**Exercise description**
Could you retype every record below exactly as it appears?

**Material for this exercise**
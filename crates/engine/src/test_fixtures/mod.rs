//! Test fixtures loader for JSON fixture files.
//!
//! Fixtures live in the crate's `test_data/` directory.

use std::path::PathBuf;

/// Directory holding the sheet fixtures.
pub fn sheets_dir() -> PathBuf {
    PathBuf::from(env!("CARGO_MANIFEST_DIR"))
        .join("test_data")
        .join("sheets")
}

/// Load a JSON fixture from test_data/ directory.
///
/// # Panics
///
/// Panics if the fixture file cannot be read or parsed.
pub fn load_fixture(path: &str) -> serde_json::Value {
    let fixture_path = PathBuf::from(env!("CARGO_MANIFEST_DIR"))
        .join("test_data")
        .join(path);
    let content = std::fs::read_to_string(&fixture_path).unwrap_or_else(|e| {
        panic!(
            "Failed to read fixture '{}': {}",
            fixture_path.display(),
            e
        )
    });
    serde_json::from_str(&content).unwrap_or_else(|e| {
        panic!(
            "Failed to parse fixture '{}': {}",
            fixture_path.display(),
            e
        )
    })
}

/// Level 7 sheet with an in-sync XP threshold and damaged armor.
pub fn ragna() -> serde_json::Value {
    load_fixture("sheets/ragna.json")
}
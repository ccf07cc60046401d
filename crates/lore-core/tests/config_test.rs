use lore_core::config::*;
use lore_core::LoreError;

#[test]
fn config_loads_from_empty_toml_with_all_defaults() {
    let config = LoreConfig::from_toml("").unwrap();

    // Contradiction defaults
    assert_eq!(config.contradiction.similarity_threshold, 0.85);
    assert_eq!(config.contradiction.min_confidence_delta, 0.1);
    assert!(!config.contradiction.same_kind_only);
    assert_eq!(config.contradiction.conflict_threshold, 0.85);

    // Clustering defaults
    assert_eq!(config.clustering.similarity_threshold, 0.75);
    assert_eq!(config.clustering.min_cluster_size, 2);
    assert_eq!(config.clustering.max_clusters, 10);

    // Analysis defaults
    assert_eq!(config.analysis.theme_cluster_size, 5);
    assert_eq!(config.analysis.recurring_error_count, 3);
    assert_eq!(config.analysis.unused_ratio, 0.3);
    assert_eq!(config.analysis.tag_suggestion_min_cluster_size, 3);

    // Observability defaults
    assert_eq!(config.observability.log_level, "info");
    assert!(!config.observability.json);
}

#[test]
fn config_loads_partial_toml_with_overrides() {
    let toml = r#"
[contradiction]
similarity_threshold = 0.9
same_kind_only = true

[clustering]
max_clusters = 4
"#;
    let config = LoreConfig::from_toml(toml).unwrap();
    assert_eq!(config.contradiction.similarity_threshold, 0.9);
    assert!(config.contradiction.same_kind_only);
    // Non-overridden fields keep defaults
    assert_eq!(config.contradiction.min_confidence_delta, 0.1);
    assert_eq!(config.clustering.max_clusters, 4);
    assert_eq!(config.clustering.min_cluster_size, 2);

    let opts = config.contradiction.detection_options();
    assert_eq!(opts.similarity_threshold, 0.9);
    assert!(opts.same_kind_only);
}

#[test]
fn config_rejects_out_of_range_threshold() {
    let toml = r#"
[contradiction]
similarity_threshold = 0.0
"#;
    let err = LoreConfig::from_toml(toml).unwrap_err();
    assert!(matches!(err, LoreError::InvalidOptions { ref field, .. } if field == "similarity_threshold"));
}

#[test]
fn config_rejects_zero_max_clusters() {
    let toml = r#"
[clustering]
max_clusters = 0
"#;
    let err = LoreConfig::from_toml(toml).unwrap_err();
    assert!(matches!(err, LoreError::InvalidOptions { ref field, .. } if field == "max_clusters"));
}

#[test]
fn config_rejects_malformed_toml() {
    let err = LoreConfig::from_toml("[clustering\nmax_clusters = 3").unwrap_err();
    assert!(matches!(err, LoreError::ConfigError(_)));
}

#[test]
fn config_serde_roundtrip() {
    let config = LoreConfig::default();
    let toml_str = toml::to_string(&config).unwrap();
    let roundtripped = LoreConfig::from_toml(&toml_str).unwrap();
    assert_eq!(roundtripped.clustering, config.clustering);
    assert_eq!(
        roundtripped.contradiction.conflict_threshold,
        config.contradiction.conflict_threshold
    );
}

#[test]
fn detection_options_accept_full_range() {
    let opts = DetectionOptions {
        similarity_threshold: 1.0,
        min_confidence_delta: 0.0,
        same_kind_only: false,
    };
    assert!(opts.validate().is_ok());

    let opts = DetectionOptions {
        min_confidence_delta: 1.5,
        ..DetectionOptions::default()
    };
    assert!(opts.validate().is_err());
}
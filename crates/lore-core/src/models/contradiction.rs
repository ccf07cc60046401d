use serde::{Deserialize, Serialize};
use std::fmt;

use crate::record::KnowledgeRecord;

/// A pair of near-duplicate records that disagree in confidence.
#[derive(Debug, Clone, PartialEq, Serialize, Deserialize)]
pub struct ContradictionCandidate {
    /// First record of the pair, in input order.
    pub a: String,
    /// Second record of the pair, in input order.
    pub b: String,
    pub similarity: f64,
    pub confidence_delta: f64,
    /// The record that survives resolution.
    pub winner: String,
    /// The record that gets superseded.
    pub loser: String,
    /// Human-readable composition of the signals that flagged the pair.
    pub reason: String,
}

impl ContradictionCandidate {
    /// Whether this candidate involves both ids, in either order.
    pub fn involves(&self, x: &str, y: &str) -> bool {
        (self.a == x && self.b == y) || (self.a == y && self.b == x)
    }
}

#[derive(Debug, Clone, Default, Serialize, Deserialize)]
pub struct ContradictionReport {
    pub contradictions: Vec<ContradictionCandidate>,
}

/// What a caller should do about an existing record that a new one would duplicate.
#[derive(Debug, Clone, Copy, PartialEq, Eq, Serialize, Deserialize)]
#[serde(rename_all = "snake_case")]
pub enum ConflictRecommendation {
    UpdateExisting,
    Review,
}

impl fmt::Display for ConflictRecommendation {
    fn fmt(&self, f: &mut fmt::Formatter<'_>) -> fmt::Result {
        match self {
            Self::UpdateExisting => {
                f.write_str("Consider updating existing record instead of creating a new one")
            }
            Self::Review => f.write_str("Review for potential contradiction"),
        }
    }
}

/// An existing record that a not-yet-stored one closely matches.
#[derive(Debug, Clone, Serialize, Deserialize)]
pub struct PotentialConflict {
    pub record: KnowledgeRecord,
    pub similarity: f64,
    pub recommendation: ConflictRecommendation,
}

**Final answer**
filename crates/engine/src/test_fixtures/mod.rs
//! Test fixtures loader for JSON fixture files.
//!
//! Fixtures live in the crate's `test_data/` directory.

use std::path::PathBuf;

/// Directory holding the sheet fixtures.
pub fn sheets_dir() -> PathBuf {
    PathBuf::from(env!("CARGO_MANIFEST_DIR"))
        .join("test_data")
        .join("sheets")
}

/// Load a JSON fixture from test_data/ directory.
///
/// # Panics
///
/// Panics if the fixture file cannot be read or parsed.
pub fn load_fixture(path: &str) -> serde_json::Value {
    let fixture_path = PathBuf::from(env!("CARGO_MANIFEST_DIR"))
        .join("test_data")
        .join(path);
    let content = std::fs::read_to_string(&fixture_path).unwrap_or_else(|e| {
        panic!(
            "Failed to read fixture '{}': {}",
            fixture_path.display(),
            e
        )
    });
    serde_json::from_str(&content).unwrap_or_else(|e| {
        panic!(
            "Failed to parse fixture '{}': {}",
            fixture_path.display(),
            e
        )
    })
}

/// Level 7 sheet with an in-sync XP threshold and damaged armor.
pub fn ragna() -> serde_json::Value {
    load_fixture("sheets/ragna.json")
}
repository ccf07cc60046401d
filename crates/lore-core/tests/config_test.rs
use lore_core::config::*;
use lore_core::LoreError;

#[test]
fn config_loads_from_empty_toml_with_all_defaults() {
    let config = LoreConfig::from_toml("").unwrap();

    // Contradiction defaults
    assert_eq!(config.contradiction.similarity_threshold, 0.85);
    assert_eq!(config.contradiction.min_confidence_delta, 0.1);
    assert!(!config.contradiction.same_kind_only);
    assert_eq!(config.contradiction.conflict_threshold, 0.85);

    // Clustering defaults
    assert_eq!(config.clustering.similarity_threshold, 0.75);
    assert_eq!(config.clustering.min_cluster_size, 2);
    assert_eq!(config.clustering.max_clusters, 10);

    // Analysis defaults
    assert_eq!(config.analysis.theme_cluster_size, 5);
    assert_eq!(config.analysis.recurring_error_count, 3);
    assert_eq!(config.analysis.unused_ratio, 0.3);
    assert_eq!(config.analysis.tag_suggestion_min_cluster_size, 3);

    // Observability defaults
    assert_eq!(config.observability.log_level, "info");
    assert!(!config.observability.json);
}

#[test]
fn config_loads_partial_toml_with_overrides() {
    let toml = r#"
[contradiction]
similarity_threshold = 0.9
same_kind_only = true

[clustering]
max_clusters = 4
"#;
    let config = LoreConfig::from_toml(toml).unwrap();
    assert_eq!(config.contradiction.similarity_threshold, 0.9);
    assert!(config.contradiction.same_kind_only);
    // Non-overridden fields keep defaults
    assert_eq!(config.contradiction.min_confidence_delta, 0.1);
    assert_eq!(config.clustering.max_clusters, 4);
    assert_eq!(config.clustering.min_cluster_size, 2);

    let opts = config.contradiction.detection_options();
    assert_eq!(opts.similarity_threshold, 0.9);
    assert!(opts.same_kind_only);
}

#[test]
fn config_rejects_out_of_range_threshold() {
    let toml = r#"
[contradiction]
similarity_threshold = 0.0
"#;
    let err = LoreConfig::from_toml(toml).unwrap_err();
    assert!(matches!(err, LoreError::InvalidOptions { ref field, .. } if field == "similarity_threshold"));
}

#[test]
fn config_rejects_zero_max_clusters() {
    let toml = r#"
[clustering]
max_clusters = 0
"#;
    let err = LoreConfig::from_toml(toml).unwrap_err();
    assert!(matches!(err, LoreError::InvalidOptions { ref field, .. } if field == "max_clusters"));
}

#[test]
fn config_rejects_malformed_toml() {
    let err = LoreConfig::from_toml("[clustering\nmax_clusters = 3").unwrap_err();
    assert!(matches!(err, LoreError::ConfigError(_)));
}

#[test]
fn config_serde_roundtrip() {
    let config = LoreConfig::default();
    let toml_str = toml::to_string(&config).unwrap();
    let roundtripped = LoreConfig::from_toml(&toml_str).unwrap();
    assert_eq!(roundtripped.clustering, config.clustering);
    assert_eq!(
        roundtripped.contradiction.conflict_threshold,
        config.contradiction.conflict_threshold
    );
}

#[test]
fn detection_options_accept_full_range() {
    let opts = DetectionOptions {
        similarity_threshold: 1.0,
        min_confidence_delta: 0.0,
        same_kind_only: false,
    };
    assert!(opts.validate().is_ok());

    let opts = DetectionOptions {
        min_confidence_delta: 1.5,
        ..DetectionOptions::default()
    };
    assert!(opts.validate().is_err());
}
filename crates/lore-core/src/models/contradiction.rs
repository ccf07cc60046401d
use serde::{Deserialize, Serialize};
use std::fmt;

use crate::record::KnowledgeRecord;

/// A pair of near-duplicate records that disagree in confidence.
#[derive(Debug, Clone, PartialEq, Serialize, Deserialize)]
pub struct ContradictionCandidate {
    /// First record of the pair, in input order.
    pub a: String,
    /// Second record of the pair, in input order.
    pub b: String,
    pub similarity: f64,
    pub confidence_delta: f64,
    /// The record that survives resolution.
    pub winner: String,
    /// The record that gets superseded.
    pub loser: String,
    /// Human-readable composition of the signals that flagged the pair.
    pub reason: String,
}

impl ContradictionCandidate {
    /// Whether this candidate involves both ids, in either order.
    pub fn involves(&self, x: &str, y: &str) -> bool {
        (self.a == x && self.b == y) || (self.a == y && self.b == x)
    }
}

#[derive(Debug, Clone, Default, Serialize, Deserialize)]
pub struct ContradictionReport {
    pub contradictions: Vec<ContradictionCandidate>,
}

/// What a caller should do about an existing record that a new one would duplicate.
#[derive(Debug, Clone, Copy, PartialEq, Eq, Serialize, Deserialize)]
#[serde(rename_all = "snake_case")]
pub enum ConflictRecommendation {
    UpdateExisting,
    Review,
}

impl fmt::Display for ConflictRecommendation {
    fn fmt(&self, f: &mut fmt::Formatter<'_>) -> fmt::Result {
        match self {
            Self::UpdateExisting => {
                f.write_str("Consider updating existing record instead of creating a new one")
            }
            Self::Review => f.write_str("Review for potential contradiction"),
        }
    }
}

/// An existing record that a not-yet-stored one closely matches.
#[derive(Debug, Clone, Serialize, Deserialize)]
pub struct PotentialConflict {
    pub record: KnowledgeRecord,
    pub similarity: f64,
    pub recommendation: ConflictRecommendation,
}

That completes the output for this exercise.